Auteurs : PUREN (Olivier), OSIFRE (Thierry), PELISSON (Jean), BERTEAUX (Alexandre), THOMAS (Anne-Laure)
Le sommaire du dossier

Est considérée comme résidence principale l’habitation dans laquelle vous vivez la majeure partie de l’année avec votre famille et où se trouve le centre de vos intérêts matériels, professionnels et familiaux. Elle doit être située en France métropolitaine ou dans les DOM. Si votre profession vous contraint à de fréquents déplacements, il s’agit de la résidence habituelle de votre famille. Le fisc retient alors le logement pour lequel vous bénéficiez des abattements en matière de taxe d’habitation. Si vous disposez d’un logement de fonction, c’est ce dernier qui est normalement retenu (CE 29.1.93, n° 93.814). Mais si votre conjoint et vos enfants résident en permanence dans une autre habitation, celle-ci peut être considérée comme le domicile principal de votre foyer. Enfin, si votre logement n’est que partiellement consacré à votre habitation principale – le surplus étant affecté à l’exercice de votre profession –, seules les dépenses se rapportant à la partie réservée à l’habitation ouvrent droit aux crédits d’impôt.

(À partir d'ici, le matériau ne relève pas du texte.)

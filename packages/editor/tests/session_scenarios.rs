//! Edit sessions against the in-memory store

use bio_common::{Handle, ServiceError, StaticIdentity, UserId};
use bio_editor::{
    EditSession, EditorConfig, EditorError, ProfileCache, ProfileView, RecordingNotifier,
    SaveStatus,
};
use bio_layout::{
    Block, BlockContent, BlockKind, Breakpoint, ContentPatch, LinkData, LinkPatch, Profile,
    SectionData, SizePreset, StorageRect,
};
use bio_store::{MemoryPageStore, PageSettings};
use std::sync::Arc;
use std::time::Duration;
use tokio::time::sleep;

struct Setup {
    store: Arc<MemoryPageStore>,
    page_id: String,
    handle: Handle,
}

fn link(url: &str) -> BlockContent {
    BlockContent::Link(LinkData {
        url: url.into(),
        ..LinkData::default()
    })
}

fn setup() -> Setup {
    let store = Arc::new(MemoryPageStore::new());
    let page = store
        .create_page(&UserId::new("owner"), "alice", "Alice")
        .unwrap();
    store.seed(Profile {
        page: page.clone(),
        blocks: vec![
            Block::new(
                "a",
                BlockContent::Section(SectionData {
                    title: "Links".into(),
                }),
            )
            .with_ordering(0)
            .with_created_at("2024-01-01T00:00:00Z")
            .with_layout(StorageRect::new(0, 0, 4, 1)),
            Block::new("l", link("https://l.example"))
                .with_ordering(1)
                .with_created_at("2024-01-02T00:00:00Z")
                .with_layout(StorageRect::new(1, 0, 1, 1)),
        ],
    });

    Setup {
        store,
        page_id: page.id,
        handle: page.handle,
    }
}

async fn open_as(setup: &Setup, user: Option<&str>) -> ProfileView<MemoryPageStore> {
    let identity = match user {
        Some(id) => StaticIdentity::signed_in(id),
        None => StaticIdentity::anonymous(),
    };
    EditSession::open(
        Arc::clone(&setup.store),
        ProfileCache::new(),
        Arc::new(identity),
        Arc::new(RecordingNotifier::new()),
        &setup.handle,
        &EditorConfig::default(),
    )
    .await
    .unwrap()
}

async fn owner_session(setup: &Setup) -> EditSession<MemoryPageStore> {
    open_as(setup, Some("owner"))
        .await
        .into_session()
        .expect("owner gets an editable session")
}

#[tokio::test]
async fn test_visitor_gets_static_read_only_view() {
    let setup = setup();

    for viewer in [None, Some("someone-else")] {
        let view = open_as(&setup, viewer).await;
        assert!(view.is_read_only());
        let items = view.layout().get(Breakpoint::Wide);
        assert_eq!(items.len(), 2);
        assert!(items.iter().all(|item| item.is_static && !item.is_draggable));
    }
}

#[tokio::test]
async fn test_private_page_is_not_found_for_visitors() {
    let setup = setup();
    let mut session = owner_session(&setup).await;
    session
        .update_page(PageSettings::visibility(false))
        .await
        .unwrap();

    let result = EditSession::open(
        Arc::clone(&setup.store),
        ProfileCache::new(),
        Arc::new(StaticIdentity::anonymous()),
        Arc::new(RecordingNotifier::new()),
        &setup.handle,
        &EditorConfig::default(),
    )
    .await;
    assert!(matches!(
        result,
        Err(EditorError::Service(ServiceError::NotFound(_)))
    ));
}

#[tokio::test]
async fn test_placeholder_cancel_then_save() {
    let setup = setup();
    let mut session = owner_session(&setup).await;

    let first = session.add_placeholder(BlockKind::Link).unwrap();
    assert_eq!(session.status(), SaveStatus::Dirty);
    assert!(session.layout().contains(&first));

    session.cancel_placeholder(&first).unwrap();
    assert_eq!(session.status(), SaveStatus::Idle);
    assert!(!session.layout().contains(&first));
    assert!(session.state().placeholders.is_empty());

    let second = session.add_placeholder(BlockKind::Link).unwrap();
    let created = session
        .save_placeholder(&second, link("https://new.example"))
        .await
        .unwrap();
    assert_eq!(created.ordering, Some(2));
    assert!(session.state().placeholders.is_empty());

    let orderings: Vec<Option<i64>> = setup
        .store
        .blocks(&setup.page_id)
        .iter()
        .map(|b| b.ordering)
        .collect();
    assert_eq!(orderings, vec![Some(0), Some(1), Some(2)]);
}

#[tokio::test]
async fn test_failed_placeholder_save_keeps_placeholder() {
    let setup = setup();
    let mut session = owner_session(&setup).await;

    let id = session.add_placeholder(BlockKind::Link).unwrap();
    setup
        .store
        .fail_next(ServiceError::Network("offline".into()));
    let result = session.save_placeholder(&id, link("https://new.example")).await;

    assert!(result.is_err());
    assert!(session.state().placeholder(&id).is_some());
    assert_eq!(setup.store.blocks(&setup.page_id).len(), 2);
}

#[tokio::test]
async fn test_placeholder_kind_must_match_content() {
    let setup = setup();
    let mut session = owner_session(&setup).await;

    let id = session.add_placeholder(BlockKind::Text).unwrap();
    let result = session.save_placeholder(&id, link("https://new.example")).await;

    assert!(matches!(result, Err(EditorError::Patch(_))));
    assert!(session.state().placeholder(&id).is_some());
}

#[tokio::test(start_paused = true)]
async fn test_drag_autosaves_after_quiet_period() {
    let setup = setup();
    let mut session = owner_session(&setup).await;

    let mut dragged = session.layout().clone();
    dragged.item_mut(Breakpoint::Wide, "l").unwrap().x = 2;
    session.layout_changed(&dragged).unwrap();
    assert_eq!(session.status(), SaveStatus::Dirty);

    sleep(Duration::from_millis(600)).await;
    assert_eq!(session.autosave_status(), SaveStatus::Dirty);

    sleep(Duration::from_millis(1000)).await;
    let stored = setup.store.blocks(&setup.page_id);
    let l = stored.iter().find(|b| b.id == "l").unwrap();
    assert_eq!(l.layout, Some(StorageRect::new(1, 2, 1, 1)));
    assert_eq!(session.status(), SaveStatus::Saved);

    sleep(Duration::from_millis(2500)).await;
    assert_eq!(session.status(), SaveStatus::Idle);
}

#[tokio::test]
async fn test_resize_persists_immediately() {
    let setup = setup();
    let mut session = owner_session(&setup).await;

    session.resize("l", SizePreset::Large).await.unwrap();

    let stored = setup.store.blocks(&setup.page_id);
    let l = stored.iter().find(|b| b.id == "l").unwrap();
    assert_eq!(l.layout.map(|r| (r.w, r.h)), Some((2, 2)));
    let item = session.layout().item(Breakpoint::Wide, "l").unwrap();
    assert_eq!((item.w, item.h), (2, 2));
}

#[tokio::test]
async fn test_authorization_failure_blocks_until_owner_signs_in() {
    let setup = setup();
    let mut session = owner_session(&setup).await;

    setup.store.fail_next(ServiceError::Unauthenticated);
    let result = session.delete_block("l").await;
    assert_eq!(result, Err(EditorError::Service(ServiceError::Unauthenticated)));
    assert!(session.is_blocked());
    assert!(session.profile().unwrap().block("l").is_some());
    assert!(!session.state().is_deleting("l"));

    assert_eq!(
        session.add_placeholder(BlockKind::Link),
        Err(EditorError::ReauthenticationRequired)
    );

    assert_eq!(
        session.reauthenticate(Arc::new(StaticIdentity::signed_in("mallory"))),
        Err(EditorError::ReadOnly)
    );
    assert!(session.is_blocked());

    session
        .reauthenticate(Arc::new(StaticIdentity::signed_in("owner")))
        .unwrap();
    session.delete_block("l").await.unwrap();
    assert_eq!(setup.store.blocks(&setup.page_id).len(), 1);
    assert!(!session.layout().contains("l"));
}

#[tokio::test]
async fn test_handle_change_follows_the_page() {
    let setup = setup();
    let mut session = owner_session(&setup).await;

    let page = session
        .update_page(PageSettings::handle("Alice_Links"))
        .await
        .unwrap();
    assert_eq!(page.handle.as_str(), "alice_links");
    assert_eq!(session.handle(), page.handle);

    let profile = session.refresh().await.unwrap();
    assert_eq!(profile.page.handle, page.handle);
    assert_eq!(profile.blocks.len(), 2);
}

#[tokio::test]
async fn test_created_block_can_be_edited_resized_and_deleted() {
    let setup = setup();
    let mut session = owner_session(&setup).await;

    let id = session.add_placeholder(BlockKind::Link).unwrap();
    let created = session
        .save_placeholder(&id, link("https://new.example"))
        .await
        .unwrap();
    assert!(session.layout().contains(&created.id));

    let updated = session
        .update_content(
            &created.id,
            ContentPatch::Link(LinkPatch {
                title: Some("New".into()),
                ..LinkPatch::default()
            }),
        )
        .await
        .unwrap();
    assert_eq!(updated.id, created.id);

    session.resize(&created.id, SizePreset::Wide).await.unwrap();
    let item = session
        .layout()
        .item(Breakpoint::Wide, &created.id)
        .unwrap();
    assert_eq!((item.w, item.h), (2, 1));

    session.delete_block(&created.id).await.unwrap();
    assert_eq!(setup.store.blocks(&setup.page_id).len(), 2);
    assert!(!session.layout().contains(&created.id));
    assert!(session.profile().unwrap().block(&created.id).is_none());
}

#[tokio::test]
async fn test_failed_resize_restores_layout() {
    let setup = setup();
    let mut session = owner_session(&setup).await;
    let before = session.layout().clone();

    setup
        .store
        .fail_next(ServiceError::Network("offline".into()));
    let result = session.resize("l", SizePreset::Large).await;

    assert!(result.is_err());
    assert_eq!(session.layout(), &before);
    assert_eq!(session.status(), SaveStatus::Error);
    assert!(session.state().pending_layout.is_none());
    let stored = setup.store.blocks(&setup.page_id);
    let l = stored.iter().find(|b| b.id == "l").unwrap();
    assert_eq!(l.layout, Some(StorageRect::new(1, 0, 1, 1)));
}

#[tokio::test(start_paused = true)]
async fn test_resize_then_cancelled_placeholder_settles() {
    let setup = setup();
    let mut session = owner_session(&setup).await;

    session.resize("l", SizePreset::Wide).await.unwrap();
    assert_eq!(session.status(), SaveStatus::Saved);

    let id = session.add_placeholder(BlockKind::Text).unwrap();
    session.cancel_placeholder(&id).unwrap();
    assert_eq!(session.status(), SaveStatus::Idle);
    assert!(session.state().is_settled());
}

#[tokio::test(start_paused = true)]
async fn test_saved_placeholder_returns_to_idle() {
    let setup = setup();
    let mut session = owner_session(&setup).await;

    let id = session.add_placeholder(BlockKind::Link).unwrap();
    session
        .save_placeholder(&id, link("https://new.example"))
        .await
        .unwrap();
    assert_eq!(session.status(), SaveStatus::Saved);

    sleep(Duration::from_millis(2500)).await;
    assert_eq!(session.status(), SaveStatus::Idle);
}

#[tokio::test]
async fn test_failed_delete_reports_error() {
    let setup = setup();
    let mut session = owner_session(&setup).await;

    setup
        .store
        .fail_next(ServiceError::Network("offline".into()));
    assert!(session.delete_block("l").await.is_err());

    assert_eq!(session.status(), SaveStatus::Error);
    assert!(session.layout().contains("l"));
    assert!(!session.is_blocked());
}

#[tokio::test(start_paused = true)]
async fn test_drag_away_and_back_settles_without_saving() {
    let setup = setup();
    let mut session = owner_session(&setup).await;
    let original = session.layout().clone();
    let calls = setup.store.call_count();

    let mut dragged = original.clone();
    dragged.item_mut(Breakpoint::Wide, "l").unwrap().x = 2;
    session.layout_changed(&dragged).unwrap();
    assert_eq!(session.status(), SaveStatus::Dirty);

    session.layout_changed(&original).unwrap();
    assert_eq!(session.status(), SaveStatus::Idle);
    assert_eq!(session.autosave_status(), SaveStatus::Idle);
    assert!(session.state().is_settled());

    sleep(Duration::from_secs(5)).await;
    assert_eq!(setup.store.call_count(), calls);
    assert_eq!(session.status(), SaveStatus::Idle);
}

#[tokio::test(start_paused = true)]
async fn test_save_layout_flushes_pending_drag() {
    let setup = setup();
    let mut session = owner_session(&setup).await;

    let mut dragged = session.layout().clone();
    dragged.item_mut(Breakpoint::Wide, "l").unwrap().x = 2;
    session.layout_changed(&dragged).unwrap();
    session.save_layout().await.unwrap();

    let stored = setup.store.blocks(&setup.page_id);
    let l = stored.iter().find(|b| b.id == "l").unwrap();
    assert_eq!(l.layout, Some(StorageRect::new(1, 2, 1, 1)));
    assert_eq!(session.status(), SaveStatus::Saved);
    assert!(session.state().pending_layout.is_none());

    let calls = setup.store.call_count();
    sleep(Duration::from_secs(5)).await;
    assert_eq!(setup.store.call_count(), calls);
    assert_eq!(session.status(), SaveStatus::Idle);
    assert_eq!(session.autosave_status(), SaveStatus::Idle);
}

À noter : les crédits d’impôt « équipements » ne sont pas applicables aux installations réalisées dans une résidence secondaire, un logement vacant ou prêté gratuitement à un tiers (même rattaché à votre foyer fiscal ; CE 8.10.90, n° 81.240).

Il peut s’agir de votre future habitation principale

Les contribuables qui font réaliser des travaux dans un logement qui n’est pas encore leur résidence principale mais est destiné à le devenir peuvent bénéficier des crédits d’impôt « développement durable » et « aide à la personne ». À condition que cette affectation intervienne dans les 6 mois suivant le paiement de la facture et que le logement n’ait pas été dédié à un autre usage entre ce paiement et son occupation à titre d’habitation principale (BOI 5 B-26-05 et 5 B-30-05).
Le fisc admet aussi que vous en bénéficiiez pour des équipements installés par le vendeur ou le constructeur avant l’occupation du logement, si vous achetez neuf, en l’état futur d’achèvement ou si vous faites construire. À la double condition que les équipements installés soient éligibles aux crédits d’impôt, quelle que soit l’ancienneté du logement (certains ne le sont que si le logement a plus de 2 ans ; voir p. 196) et que celui-ci devienne votre habitation principale dès son achèvement, ou son acquisition si elle est postérieure.

À noter : l’imposition à l’étranger des revenus professionnels des travail­leurs frontaliers ne fait pas obstacle à l’application des crédits d’impôt, si leur résidence principale se situe en France et si leurs autres revenus sont imposables en France
(RM JOAN 30.5.06, n° 85322).

Il n’est pas nécessaire d’être propriétaire

Tous les contribuables peuvent bénéficier des crédits d’impôt « développement durable » et « aide à la personne », qu’ils soient propriétaires, nus-propriétaires, usufruitiers, locataires ou occupants à titre gratuit de leur habitation principale. Peu importe également que celle-ci soit détenue en indivision ou par l’intermédiaire d’une société civile immobilière. Un locataire ne peut toutefois pas en bénéficier si son propriétaire lui rembourse les dépenses qu’il a engagées dans un délai de 5 ans (BOI 5 B-26-05 et 5 B-30-05). Dans ce cas, l’avantage obtenu l’année du paiement de la dépense doit être restitué l’année du remboursement.
Les personnes qui vivent ensemble sans être soumises à imposition commune (des concubins, par exemple) peuvent aussi en profiter chacune de leur côté, à raison des dépenses qu’elles supportent personnellement (BOI 5 B-26-05).
Si vous êtes copropriétaire, vous pouvez tenir compte de la part des dépenses (d’équipement ou d’isolation) à votre charge réalisées sur les parties communes de l’immeuble. Le fisc refuse toutefois la prise en compte des travaux effectués sur les parties communes qui font l’objet d’une occupation privative par une autre personne que vous (par exemple, les travaux d’économie d’énergie dans la loge du concierge ; BOI 5 B-26-05).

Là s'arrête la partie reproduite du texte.